» **Directions for this task**
Find the line holding "the ordered roster" in the entries below. Give it again exactly, along with every line after it up to and including the line holding "#![allow(dead_code)]".

» **Material for this exercise**
○ ○ ○

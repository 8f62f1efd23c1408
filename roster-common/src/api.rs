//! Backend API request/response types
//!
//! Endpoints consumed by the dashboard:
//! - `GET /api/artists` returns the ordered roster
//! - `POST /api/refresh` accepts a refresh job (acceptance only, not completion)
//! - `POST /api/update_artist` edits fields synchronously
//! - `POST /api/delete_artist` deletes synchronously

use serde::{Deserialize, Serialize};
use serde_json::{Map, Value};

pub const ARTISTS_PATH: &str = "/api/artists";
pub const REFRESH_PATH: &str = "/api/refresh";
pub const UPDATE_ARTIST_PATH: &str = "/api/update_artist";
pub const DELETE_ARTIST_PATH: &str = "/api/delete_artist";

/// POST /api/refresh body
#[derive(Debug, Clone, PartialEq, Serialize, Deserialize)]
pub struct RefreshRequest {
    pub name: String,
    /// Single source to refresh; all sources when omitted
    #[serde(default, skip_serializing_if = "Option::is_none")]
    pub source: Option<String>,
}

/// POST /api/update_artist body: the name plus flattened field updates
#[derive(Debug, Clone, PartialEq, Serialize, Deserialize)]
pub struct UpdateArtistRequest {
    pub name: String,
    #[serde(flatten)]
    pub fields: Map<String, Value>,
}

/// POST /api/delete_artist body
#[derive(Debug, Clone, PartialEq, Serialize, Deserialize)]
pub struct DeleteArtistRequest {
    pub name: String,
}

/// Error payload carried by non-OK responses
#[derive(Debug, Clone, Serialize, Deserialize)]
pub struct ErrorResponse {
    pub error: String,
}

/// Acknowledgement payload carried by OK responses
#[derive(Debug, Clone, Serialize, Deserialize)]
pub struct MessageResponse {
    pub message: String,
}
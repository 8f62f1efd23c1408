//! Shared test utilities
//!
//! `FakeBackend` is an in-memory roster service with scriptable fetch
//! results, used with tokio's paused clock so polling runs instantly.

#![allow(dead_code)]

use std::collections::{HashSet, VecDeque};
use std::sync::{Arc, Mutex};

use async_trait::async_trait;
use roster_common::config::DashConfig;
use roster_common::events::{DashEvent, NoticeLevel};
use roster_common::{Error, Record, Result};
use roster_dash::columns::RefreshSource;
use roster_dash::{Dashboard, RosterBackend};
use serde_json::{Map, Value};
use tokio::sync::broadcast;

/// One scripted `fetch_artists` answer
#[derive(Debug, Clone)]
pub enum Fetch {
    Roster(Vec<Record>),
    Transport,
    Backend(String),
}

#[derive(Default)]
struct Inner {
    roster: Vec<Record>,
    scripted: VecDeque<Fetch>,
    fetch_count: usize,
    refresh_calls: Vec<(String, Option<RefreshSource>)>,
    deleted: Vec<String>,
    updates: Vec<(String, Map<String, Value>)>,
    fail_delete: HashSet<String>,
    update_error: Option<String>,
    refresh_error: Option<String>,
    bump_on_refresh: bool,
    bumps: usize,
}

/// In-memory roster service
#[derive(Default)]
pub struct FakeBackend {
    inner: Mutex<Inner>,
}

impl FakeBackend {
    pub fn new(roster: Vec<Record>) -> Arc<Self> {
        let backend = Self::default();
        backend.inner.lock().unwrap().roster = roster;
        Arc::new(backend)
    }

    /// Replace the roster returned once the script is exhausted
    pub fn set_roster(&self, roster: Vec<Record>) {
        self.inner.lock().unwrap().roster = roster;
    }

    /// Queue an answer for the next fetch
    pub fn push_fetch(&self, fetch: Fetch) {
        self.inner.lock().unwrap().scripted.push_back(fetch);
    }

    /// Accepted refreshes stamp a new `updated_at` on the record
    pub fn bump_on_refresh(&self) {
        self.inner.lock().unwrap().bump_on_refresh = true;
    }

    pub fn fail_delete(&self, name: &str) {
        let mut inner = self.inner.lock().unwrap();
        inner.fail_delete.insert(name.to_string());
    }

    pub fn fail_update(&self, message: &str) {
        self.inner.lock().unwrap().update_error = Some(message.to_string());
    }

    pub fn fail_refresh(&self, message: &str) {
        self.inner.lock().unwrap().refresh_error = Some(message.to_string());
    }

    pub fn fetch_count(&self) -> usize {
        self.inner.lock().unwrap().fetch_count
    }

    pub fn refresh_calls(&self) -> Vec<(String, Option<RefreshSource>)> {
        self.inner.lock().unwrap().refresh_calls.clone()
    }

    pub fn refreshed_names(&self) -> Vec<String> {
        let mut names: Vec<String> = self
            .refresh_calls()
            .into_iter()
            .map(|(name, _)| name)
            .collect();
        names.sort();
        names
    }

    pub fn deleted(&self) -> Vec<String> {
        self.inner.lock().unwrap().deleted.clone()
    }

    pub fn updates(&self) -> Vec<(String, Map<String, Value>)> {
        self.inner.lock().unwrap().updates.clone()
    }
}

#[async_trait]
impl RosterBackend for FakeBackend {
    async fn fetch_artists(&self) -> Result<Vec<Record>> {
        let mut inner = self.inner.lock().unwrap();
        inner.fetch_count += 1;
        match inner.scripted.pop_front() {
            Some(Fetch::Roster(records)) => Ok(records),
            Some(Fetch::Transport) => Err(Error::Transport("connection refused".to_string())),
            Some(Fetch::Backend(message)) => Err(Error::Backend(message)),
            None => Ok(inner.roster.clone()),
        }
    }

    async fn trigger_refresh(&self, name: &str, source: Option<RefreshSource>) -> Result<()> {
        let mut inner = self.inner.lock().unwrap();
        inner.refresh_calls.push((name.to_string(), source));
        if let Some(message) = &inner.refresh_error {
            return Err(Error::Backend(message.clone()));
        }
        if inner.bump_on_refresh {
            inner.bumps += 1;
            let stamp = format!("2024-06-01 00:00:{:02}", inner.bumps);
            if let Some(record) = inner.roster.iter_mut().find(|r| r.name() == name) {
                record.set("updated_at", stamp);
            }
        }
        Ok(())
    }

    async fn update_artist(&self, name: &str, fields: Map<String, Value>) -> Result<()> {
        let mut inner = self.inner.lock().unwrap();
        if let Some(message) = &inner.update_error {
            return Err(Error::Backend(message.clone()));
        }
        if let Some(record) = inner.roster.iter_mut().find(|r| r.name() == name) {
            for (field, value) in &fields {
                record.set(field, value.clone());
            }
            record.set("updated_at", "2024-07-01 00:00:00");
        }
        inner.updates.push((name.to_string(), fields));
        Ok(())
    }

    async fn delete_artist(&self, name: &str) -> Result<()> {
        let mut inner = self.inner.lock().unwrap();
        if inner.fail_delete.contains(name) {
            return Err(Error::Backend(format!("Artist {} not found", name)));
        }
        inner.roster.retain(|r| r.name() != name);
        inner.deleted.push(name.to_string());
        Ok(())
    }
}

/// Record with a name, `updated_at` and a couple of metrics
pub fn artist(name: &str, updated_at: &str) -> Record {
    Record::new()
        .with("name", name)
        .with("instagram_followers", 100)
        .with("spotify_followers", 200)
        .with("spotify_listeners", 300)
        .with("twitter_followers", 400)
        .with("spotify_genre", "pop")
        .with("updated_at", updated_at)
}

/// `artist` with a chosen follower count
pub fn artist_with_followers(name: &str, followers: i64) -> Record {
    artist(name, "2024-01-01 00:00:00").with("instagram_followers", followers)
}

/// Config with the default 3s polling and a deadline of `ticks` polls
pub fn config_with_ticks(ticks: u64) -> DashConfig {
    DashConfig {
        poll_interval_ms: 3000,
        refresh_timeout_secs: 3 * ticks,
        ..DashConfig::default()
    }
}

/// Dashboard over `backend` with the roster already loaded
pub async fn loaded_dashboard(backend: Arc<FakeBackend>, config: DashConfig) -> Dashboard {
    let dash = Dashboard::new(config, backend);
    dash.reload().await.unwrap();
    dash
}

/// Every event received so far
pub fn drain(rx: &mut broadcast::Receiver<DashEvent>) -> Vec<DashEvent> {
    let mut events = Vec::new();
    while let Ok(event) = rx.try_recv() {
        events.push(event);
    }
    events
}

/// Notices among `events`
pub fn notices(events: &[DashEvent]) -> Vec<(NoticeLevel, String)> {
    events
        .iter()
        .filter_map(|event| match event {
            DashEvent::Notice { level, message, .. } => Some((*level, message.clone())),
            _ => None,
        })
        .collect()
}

○ ○ ○

» **Solution to the exercise**
//! - `GET /api/artists` returns the ordered roster
//! - `POST /api/refresh` accepts a refresh job (acceptance only, not completion)
//! - `POST /api/update_artist` edits fields synchronously
//! - `POST /api/delete_artist` deletes synchronously

use serde::{Deserialize, Serialize};
use serde_json::{Map, Value};

pub const ARTISTS_PATH: &str = "/api/artists";
pub const REFRESH_PATH: &str = "/api/refresh";
pub const UPDATE_ARTIST_PATH: &str = "/api/update_artist";
pub const DELETE_ARTIST_PATH: &str = "/api/delete_artist";

/// POST /api/refresh body
#[derive(Debug, Clone, PartialEq, Serialize, Deserialize)]
pub struct RefreshRequest {
    pub name: String,
    /// Single source to refresh; all sources when omitted
    #[serde(default, skip_serializing_if = "Option::is_none")]
    pub source: Option<String>,
}

/// POST /api/update_artist body: the name plus flattened field updates
#[derive(Debug, Clone, PartialEq, Serialize, Deserialize)]
pub struct UpdateArtistRequest {
    pub name: String,
    #[serde(flatten)]
    pub fields: Map<String, Value>,
}

/// POST /api/delete_artist body
#[derive(Debug, Clone, PartialEq, Serialize, Deserialize)]
pub struct DeleteArtistRequest {
    pub name: String,
}

/// Error payload carried by non-OK responses
#[derive(Debug, Clone, Serialize, Deserialize)]
pub struct ErrorResponse {
    pub error: String,
}

/// Acknowledgement payload carried by OK responses
#[derive(Debug, Clone, Serialize, Deserialize)]
pub struct MessageResponse {
    pub message: String,
}
repository 8f62f1efd23c1408
//! Shared test utilities
//!
//! `FakeBackend` is an in-memory roster service with scriptable fetch
//! results, used with tokio's paused clock so polling runs instantly.

#![allow(dead_code)]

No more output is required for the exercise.